The Fiji Experiment
I spent a few days in Fiji in 1973. My best description, from the view of a seven year old boy, is 1973’s Fiji was like Gilligan’s Island. The roads were dirt paths, the homes were thatch huts, the beaches were ground seashells, and citizens led a simple life. They did not even have television. We stayed at a western hotel, as the island was already a resort destination, but the islanders still had a strong historical identity with limited western influence.
Then something happened. In 1994 Fiji launched Fiji Television Limited and western civilization invaded the hearts and minds of Fijians. Sociologists jumped at the opportunity to study the affects western television programming, and all of its ills, would have on a naive population. In 1995 they interviewed a carefully selected group of young teens girls, asking questions about self-image, identity, and culture, focusing on eating disorders and risk taking behaviors.
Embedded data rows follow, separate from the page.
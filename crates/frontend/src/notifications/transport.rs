use contracts::shared::dom_contract::{class_selector, NOTIFICATION_ITEM_CLASS};
use gloo_net::http::Request;
use wasm_bindgen::JsCast;
use web_sys::{AbortSignal, DomParser, Element, SupportedType};

use super::error::NotificationError;
use super::request::NotificationRequest;
use super::view_model::NotificationPage;

/// Sends the tab request and extracts the notification items of the answer.
///
/// Only status 200 counts as success. Aborting `signal` makes the request
/// resolve with [`NotificationError::Network`].
pub async fn fetch_notification_page(
    request: &NotificationRequest,
    signal: &AbortSignal,
) -> Result<NotificationPage<Element>, NotificationError> {
    let response = Request::get(&request.url)
        .abort_signal(Some(signal))
        .send()
        .await
        .map_err(|e| NotificationError::Network(e.to_string()))?;

    if response.status() != 200 {
        return Err(NotificationError::Status(response.status()));
    }

    let body = response
        .text()
        .await
        .map_err(|e| NotificationError::Network(e.to_string()))?;

    parse_notification_page(&body)
}

/// Parses `html` as a detached document and collects its notification items.
pub fn parse_notification_page(html: &str) -> Result<NotificationPage<Element>, NotificationError> {
    let parser = DomParser::new().map_err(NotificationError::parse)?;
    let document = parser
        .parse_from_string(html, SupportedType::TextHtml)
        .map_err(NotificationError::parse)?;

    let nodes = document
        .query_selector_all(&class_selector(NOTIFICATION_ITEM_CLASS))
        .map_err(NotificationError::parse)?;

    let items = (0..nodes.length())
        .filter_map(|i| nodes.get(i))
        .filter_map(|node| node.dyn_into::<Element>().ok())
        .collect();

    Ok(NotificationPage::new(items))
}
use contracts::domain::a001_notification::query::NotificationQuery;

use super::error::NotificationError;

/// What an absent `isAction` attribute turns into on the wire.
pub const UNDEFINED_IS_ACTION: &str = "undefined";

/// A tab request: `GET <page>?isAction=<value>`, answered with an HTML
/// document.
#[derive(Debug, Clone, PartialEq, Eq)]
pub struct NotificationRequest {
    pub url: String,
}

impl NotificationRequest {
    pub const METHOD: &'static str = "GET";

    /// Builds the request for the page at `page_url`.
    ///
    /// `page_url` is the full location; any query string or fragment it has
    /// is replaced so the request carries `isAction` only.
    pub fn for_page(page_url: &str, is_action: Option<&str>) -> Result<Self, NotificationError> {
        let query = NotificationQuery::new(is_action.unwrap_or(UNDEFINED_IS_ACTION));
        let query_string =
            serde_qs::to_string(&query).map_err(|e| NotificationError::Query(e.to_string()))?;

        Ok(Self {
            url: format!("{}?{}", page_base(page_url), query_string),
        })
    }
}

fn page_base(page_url: &str) -> &str {
    match page_url.find(|c| c == '?' || c == '#') {
        Some(end) => &page_url[..end],
        None => page_url,
    }
}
Three years later they interviewed a new group of young teen girls, now the same age as the first group was in 1995, with the same battery of questions. The 1998 group, now exposed to the western media’s ideals of what women should be for just three short years, showed a radical increase in eating disorders, critical self-image, and depression. In the blink of an eye, a once hopeful society that believed being plump was a sign of health and well-being, and weight loss was a sign of illness, had been infected with western neuroses by western media. They went from a simple, spiritually healthy, primarily Christian society to a society of growing psychological distress.
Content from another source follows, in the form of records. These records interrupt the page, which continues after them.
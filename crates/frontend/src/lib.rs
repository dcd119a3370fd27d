pub mod notifications;

use wasm_bindgen::prelude::wasm_bindgen;

#[wasm_bindgen(start)]
pub fn start() {
    // initializes logging using the `log` crate
    _ = console_log::init_with_level(log::Level::Debug);
    console_error_panic_hook::set_once();

    if let Err(err) = notifications::dom::bind_tabs() {
        log::error!("failed to bind notification tabs: {:?}", err);
    }
}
Once upon a time, body dysmorphic syndrome did not exist in America. The concept of ‘calories’ really did not exist, only the vice of gluttony. Then, with the advent of television, fashion magazines, and even pornography, our vision of what is ‘normal’ was reprogrammed by a tiny… I mean really tiny… group of private businesses. Cosmopolitan, Vogue, Teen Beat, Soap Opera Digest, Playboy, Hollywood, ABC, NBC, CBS, et al. For goodness sake, look at Wilma Flintstone’s waist! Look at Dolly Parton’s! And that is just the 60’s and the 70’s. Once the internet came into existence, ordinary people were enticed with impossible concepts of what we should look like, how we should behave sexually, and what it means to be human.
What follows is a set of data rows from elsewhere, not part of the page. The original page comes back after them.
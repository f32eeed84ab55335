//! # Source discovery
//!
//! Browser families are configured as a list of path templates. A template
//! may reference well-known user directories (`{home}`, `{data}`,
//! `{local_data}`, `{config}`), environment variables (`${NAME}`), and `*`
//! wildcards inside single path components, which is how multiple browser
//! profiles are picked up (`User Data/Profile */History`).

use std::collections::{HashMap, HashSet};
use std::path::{Path, PathBuf};

use serde::{Deserialize, Serialize};
use thiserror::Error;
use tracing::debug;

use crate::config::FamilyConfig;
use crate::parsers::timestamp::TimestampEncoding;

/// Table and columns to read from one family's history database.
#[derive(Debug, Clone, PartialEq, Eq, Deserialize, Serialize)]
pub struct QuerySpec {
    pub table: String,
    pub url_column: String,
    pub title_column: String,
    pub visit_count_column: String,
    /// Also the ordering column.
    pub last_visit_column: String,
    pub encoding: TimestampEncoding,
}

#[derive(Debug, Error, PartialEq, Eq)]
#[error("invalid SQL identifier {0:?}")]
pub struct InvalidIdentifier(pub String);

impl QuerySpec {
    /// Chromium-based browsers (`History` database).
    pub fn chromium() -> Self {
        Self {
            table: "urls".to_string(),
            url_column: "url".to_string(),
            title_column: "title".to_string(),
            visit_count_column: "visit_count".to_string(),
            last_visit_column: "last_visit_time".to_string(),
            encoding: TimestampEncoding::Webkit,
        }
    }

    /// Firefox (`places.sqlite`).
    pub fn firefox() -> Self {
        Self {
            table: "moz_places".to_string(),
            url_column: "url".to_string(),
            title_column: "title".to_string(),
            visit_count_column: "visit_count".to_string(),
            last_visit_column: "last_visit_date".to_string(),
            encoding: TimestampEncoding::Unix,
        }
    }

    /// Identifiers end up inside SQL text, so only plain names are accepted.
    pub fn validate(&self) -> Result<(), InvalidIdentifier> {
        for ident in [
            &self.table,
            &self.url_column,
            &self.title_column,
            &self.visit_count_column,
            &self.last_visit_column,
        ] {
            if !is_plain_identifier(ident) {
                return Err(InvalidIdentifier(ident.clone()));
            }
        }
        Ok(())
    }

    /// `?1` binds the row cap.
    pub fn select_sql(&self) -> String {
        format!(
            "SELECT \"{url}\", \"{title}\", \"{count}\", \"{last}\" FROM \"{table}\" \
             ORDER BY \"{last}\" DESC LIMIT ?1",
            url = self.url_column,
            title = self.title_column,
            count = self.visit_count_column,
            last = self.last_visit_column,
            table = self.table,
        )
    }
}

fn is_plain_identifier(s: &str) -> bool {
    let mut chars = s.chars();
    match chars.next() {
        Some(c) if c.is_ascii_alphabetic() || c == '_' => {}
        _ => return false,
    }
    chars.all(|c| c.is_ascii_alphanumeric() || c == '_')
}

/// One candidate database location. The path may not exist.
#[derive(Debug, Clone, PartialEq, Eq)]
pub struct SourceDescriptor {
    pub family: String,
    pub path: PathBuf,
    pub query: QuerySpec,
}

impl SourceDescriptor {
    /// Name of the directory holding the database, i.e. the browser profile.
    pub fn profile(&self) -> String {
        self.path
            .parent()
            .and_then(Path::file_name)
            .map(|name| name.to_string_lossy().into_owned())
            .unwrap_or_default()
    }
}

/// Values available to path templates.
#[derive(Debug, Clone, Default)]
pub struct TemplateContext {
    dirs: HashMap<String, PathBuf>,
    env: HashMap<String, String>,
}

impl TemplateContext {
    /// User directories from the OS plus the current environment.
    pub fn from_system() -> Self {
        let mut ctx = Self::default();
        let known = [
            ("home", dirs::home_dir()),
            ("data", dirs::data_dir()),
            ("local_data", dirs::data_local_dir()),
            ("config", dirs::config_dir()),
        ];
        for (name, dir) in known {
            if let Some(dir) = dir {
                ctx = ctx.with_dir(name, dir);
            }
        }
        for (key, value) in std::env::vars_os() {
            if let (Ok(key), Ok(value)) = (key.into_string(), value.into_string()) {
                ctx.env.insert(key, value);
            }
        }
        ctx
    }

    pub fn with_dir(mut self, name: &str, dir: impl Into<PathBuf>) -> Self {
        self.dirs.insert(name.to_string(), dir.into());
        self
    }

    pub fn with_env(mut self, name: &str, value: &str) -> Self {
        self.env.insert(name.to_string(), value.to_string());
        self
    }

    /// Substitute placeholders. `Err` carries the placeholder that could not
    /// be resolved.
    pub fn expand(&self, template: &str) -> Result<String, String> {
        let mut out = String::with_capacity(template.len());
        let mut rest = template;
        while let Some(idx) = rest.find(['{', '$']) {
            out.push_str(&rest[..idx]);
            let tail = &rest[idx..];
            if let Some(body) = tail.strip_prefix("${") {
                let end = body.find('}').ok_or_else(|| tail.to_string())?;
                let name = &body[..end];
                let value = self.env.get(name).ok_or_else(|| format!("${{{name}}}"))?;
                out.push_str(value);
                rest = &body[end + 1..];
            } else if let Some(body) = tail.strip_prefix('{') {
                let end = body.find('}').ok_or_else(|| tail.to_string())?;
                let name = &body[..end];
                let dir = self
                    .dirs
                    .get(name)
                    .and_then(|d| d.to_str())
                    .ok_or_else(|| format!("{{{name}}}"))?;
                out.push_str(dir);
                rest = &body[end + 1..];
            } else {
                out.push('$');
                rest = &tail[1..];
            }
        }
        out.push_str(rest);
        Ok(out)
    }
}

/// Expand every path template of a family into descriptors, in template
/// order, without duplicates.
pub fn discover_family(family: &FamilyConfig, ctx: &TemplateContext) -> Vec<SourceDescriptor> {
    let mut seen = HashSet::new();
    let mut out = Vec::new();
    for template in &family.paths {
        let expanded = match ctx.expand(template) {
            Ok(path) => path,
            Err(missing) => {
                debug!("{}: unresolved {missing} in {template}", family.name);
                continue;
            }
        };
        for path in expand_wildcards(Path::new(&expanded)) {
            if seen.insert(path.clone()) {
                out.push(SourceDescriptor {
                    family: family.name.clone(),
                    path,
                    query: family.query.clone(),
                });
            }
        }
    }
    out
}

/// Resolve `*` components against the filesystem. Paths without wildcards
/// come back unchanged whether or not they exist.
pub fn expand_wildcards(path: &Path) -> Vec<PathBuf> {
    let mut candidates = vec![PathBuf::new()];
    for component in path.components() {
        let part = component.as_os_str();
        let Some(pattern) = part.to_str().filter(|s| s.contains('*')) else {
            for candidate in &mut candidates {
                candidate.push(part);
            }
            continue;
        };

        let mut next = Vec::new();
        for base in &candidates {
            let dir = if base.as_os_str().is_empty() {
                Path::new(".")
            } else {
                base.as_path()
            };
            let Ok(entries) = std::fs::read_dir(dir) else {
                continue;
            };
            let mut matched: Vec<PathBuf> = entries
                .filter_map(|entry| entry.ok())
                .filter(|entry| {
                    entry
                        .file_name()
                        .to_str()
                        .is_some_and(|name| wildcard_match(pattern, name))
                })
                .map(|entry| base.join(entry.file_name()))
                .collect();
            matched.sort();
            next.extend(matched);
        }
        candidates = next;
    }
    candidates
}

fn wildcard_match(pattern: &str, name: &str) -> bool {
    let mut parts = pattern.split('*');
    let first = parts.next().unwrap_or_default();
    let Some(mut rest) = name.strip_prefix(first) else {
        return false;
    };
    let parts: Vec<&str> = parts.collect();
    let Some((last, middle)) = parts.split_last() else {
        return rest.is_empty();
    };
    for part in middle {
        match rest.find(part) {
            Some(idx) => rest = &rest[idx + part.len()..],
            None => return false,
        }
    }
    rest.len() >= last.len() && rest.ends_with(last)
}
Things once good became warped and twisted to the detriment of western civilization. Today, it is no longer enough for parents to cancel their cable subscription and turn off the television. To protect their children they are forced into home schooling, as these “new principles” have literally become inescapable policy and curriculum.
Our world is rife with examples: The breakdown of the traditional family and the negative impact fatherlessness has on individual children and the community at large. The hypersexualization of children at younger and younger ages leading to ever-increasing rates of STIs as well and the decoupling of sex from intimacy, love, and personal responsibility. Body dysphoria that is leading to eating disorders and self-harm. Gender dysphoria that is leading to an entirely new branch of pseudoscience that denies our world is primarily a sexually binary system across life’s phyla.
All good things can, and likely will be, twisted to evil. Sex within a loving, committed marriage is a good, healthy thing. Sex without love… rape or promiscuity for instance… are unhealthy for both mind and body. It is just the degree of harm per act done that is open for debate. The good the internet has brought our world is vastly outweighed by its evils. What happened to Fiji virtually overnight has been happening to western civilization for the past 100 years. Vices have become our virtues, virtues have become our sins, and God has been dismissed by a society devoted to self.